La crise du dialogue politique

L'absence de débat démocratique constitue la pire situation antidémocratique, celle de la non contradiction. La démocratie pourrait se résumer à l'échange contradictoire, entre le pouvoir et l'opposition, et entre acteurs politiques et citoyens de bonne volonté.

La réduction des discours partisans à des éléments de langage, donnés souvent sous forme de slogans et de discours incendiaires, infantilise le peuple, avant de l'irriter bientôt, le conduisant à reconnaître ce type de rapport comme une forme de mépris, sous des dehors démocratiques, qui risque d'apparaître comme un mauvais jeu. Le peuple a besoin du respect de l'élite qui prétend ne vouloir que son bien, envers et contre tout.

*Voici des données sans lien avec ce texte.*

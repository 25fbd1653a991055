//! Program-header enums: `p_type` and `p_flags`.

crate::elf_enum! {
    pub enum PType {
        Null = 0,
        Load = 1,
        Dynamic = 2,
        Interp = 3,
        Note = 4,
        Shlib = 5,
        Phdr = 6,
        Tls = 7,
        LoOs = 0x6000_0000,
        GnuEhFrame = 0x6474_e550,
        GnuStack = 0x6474_e551,
        GnuRelro = 0x6474_e552,
        HiOs = 0x6fff_ffff,
        LoProc = 0x7000_0000,
        HiProc = 0x7fff_ffff,
    }
}

bitflags::bitflags! {
    /// `p_flags`: the segment's runtime access permissions.
    #[derive(Debug, Clone, Copy, PartialEq, Eq, Hash)]
    pub struct PFlags: u32 {
        const X = 0x1;
        const W = 0x2;
        const R = 0x4;
    }
}

impl PFlags {
    /// Parses the `"rwx"`-subset strings `append_segment` accepts, e.g.
    /// `"rx"` or `"rw"`. Unrecognized characters are ignored.
    pub fn from_rwx(spec: &str) -> Self {
        let mut flags = PFlags::empty();
        for c in spec.chars() {
            match c {
                'r' | 'R' => flags |= PFlags::R,
                'w' | 'W' => flags |= PFlags::W,
                'x' | 'X' => flags |= PFlags::X,
                _ => {}
            }
        }
        flags
    }
}
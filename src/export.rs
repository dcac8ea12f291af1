//! JSON export document: system profile plus application inventory.
//!
//! The same shapes are served by the HTTP API and uploaded by the remote
//! sender, so they use camelCase field names.

use chrono::{SecondsFormat, Utc};
use serde::Serialize;
use std::path::Path;

use crate::model::Application;
use crate::profile::SystemProfile;

#[derive(Debug, Clone, Serialize)]
#[serde(rename_all = "camelCase")]
pub struct ComponentView {
    pub name: String,
    pub version: String,
    #[serde(rename = "type")]
    pub kind: String,
    pub description: String,
}

#[derive(Debug, Clone, Serialize)]
#[serde(rename_all = "camelCase")]
pub struct SystemProfileView {
    pub os_name: String,
    pub os_version: String,
    pub architecture: String,
    pub kernel_version: String,
    pub hostname: String,
    pub last_boot: Option<String>,
    pub system_components: Vec<ComponentView>,
}

impl From<&SystemProfile> for SystemProfileView {
    fn from(profile: &SystemProfile) -> Self {
        Self {
            os_name: profile.os_name.clone(),
            os_version: profile.os_version.clone(),
            architecture: profile.architecture.clone(),
            kernel_version: profile.kernel_version.clone(),
            hostname: profile.hostname.clone(),
            last_boot: None,
            system_components: profile
                .components
                .iter()
                .map(|(name, version)| ComponentView {
                    name: name.clone(),
                    version: version.clone(),
                    kind: "service".to_string(),
                    description: format!("{} version info", name),
                })
                .collect(),
        }
    }
}

#[derive(Debug, Clone, Serialize)]
#[serde(rename_all = "camelCase")]
pub struct ApplicationView {
    /// Display id, `app-001` for the first listed application.
    pub id: String,
    /// Row id in the store, usable with the delete/update endpoints.
    pub store_id: i64,
    pub name: String,
    pub version: String,
    pub install_path: String,
    pub install_date: String,
    pub publisher: Option<String>,
    pub size: Option<u64>,
    pub last_modified: Option<String>,
    pub vulnerability_count: u32,
    pub update_available: bool,
    pub update_version: Option<String>,
}

#[derive(Debug, Clone, Serialize)]
#[serde(rename_all = "camelCase")]
pub struct InventoryView {
    pub total_applications: usize,
    pub last_scanned: String,
    pub applications: Vec<ApplicationView>,
}

impl InventoryView {
    pub fn new(apps: &[Application]) -> Self {
        let applications: Vec<ApplicationView> = apps
            .iter()
            .enumerate()
            .map(|(idx, app)| ApplicationView {
                id: format!("app-{:03}", idx + 1),
                store_id: app.id,
                name: app.name.clone(),
                version: app.version.clone(),
                install_path: app.install_path.clone(),
                install_date: app.install_date.clone(),
                publisher: None,
                size: None,
                last_modified: None,
                vulnerability_count: 0,
                update_available: false,
                update_version: None,
            })
            .collect();

        Self {
            total_applications: applications.len(),
            last_scanned: Utc::now().to_rfc3339_opts(SecondsFormat::Secs, true),
            applications,
        }
    }
}

#[derive(Debug, Clone, Serialize)]
#[serde(rename_all = "camelCase")]
pub struct ExportData {
    pub system_profile: SystemProfileView,
    pub application_inventory: InventoryView,
}

/// Top-level export envelope: `{"status": "success", "data": {...}}`.
#[derive(Debug, Clone, Serialize)]
pub struct ExportDocument {
    pub status: &'static str,
    pub data: ExportData,
}

impl ExportDocument {
    pub fn new(profile: &SystemProfile, apps: &[Application]) -> Self {
        Self {
            status: "success",
            data: ExportData {
                system_profile: SystemProfileView::from(profile),
                application_inventory: InventoryView::new(apps),
            },
        }
    }

    /// Writes the document as pretty-printed JSON.
    pub fn write_to(&self, path: &Path) -> anyhow::Result<()> {
        let json = serde_json::to_string_pretty(self)?;
        std::fs::write(path, json)?;
        Ok(())
    }
}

Si le peuple croupit dans un état d'assoupissement et de léthargie coupable, l'élite s'embourbe, pour sa part, dans l'ivresse et l'euphorie qui ont aussi leurs sombres revers. Les questions qui surgissent, dès lors, nous condamnent à une réflexion, en profondeur, sur la possibilité de faire émerger de nouveaux rapports. Dans ce contexte-là, en effet, vaut-il vraiment la peine de mettre un outil aussi précieux que la démocratie entre les mains d'individus qui ne demandent qu'un jouet et des injonctions ? Faut-il transgresser "les règles du jeu" au nom de la paix, avec le risque de perdre la face et de "payer cash" le prix de l'assouplissement ? Chacun y répondra, évidemment, selon ses intérêts et la cohérence de son jeu politique.

Au demeurant, toute attitude interprétée, ou ressentie par le peuple, comme une forme arrogante et subtile de mépris, d'une part, ou de faiblesse d'autre part ouvrira les portes de la mésalliance avec les uns ou avec les autres. Mais il y a une issue, c'est la reprise du dialogue entre des élites publiques engagées, tout le monde le voit, dans un combat haineux et fratricide qui risque de se terminer dramatiquement. Il faut que la raison et les principes républicains prévalent sur les mobiles nombrilistes et enrobés de passions.

Pr. Birahim Thioune .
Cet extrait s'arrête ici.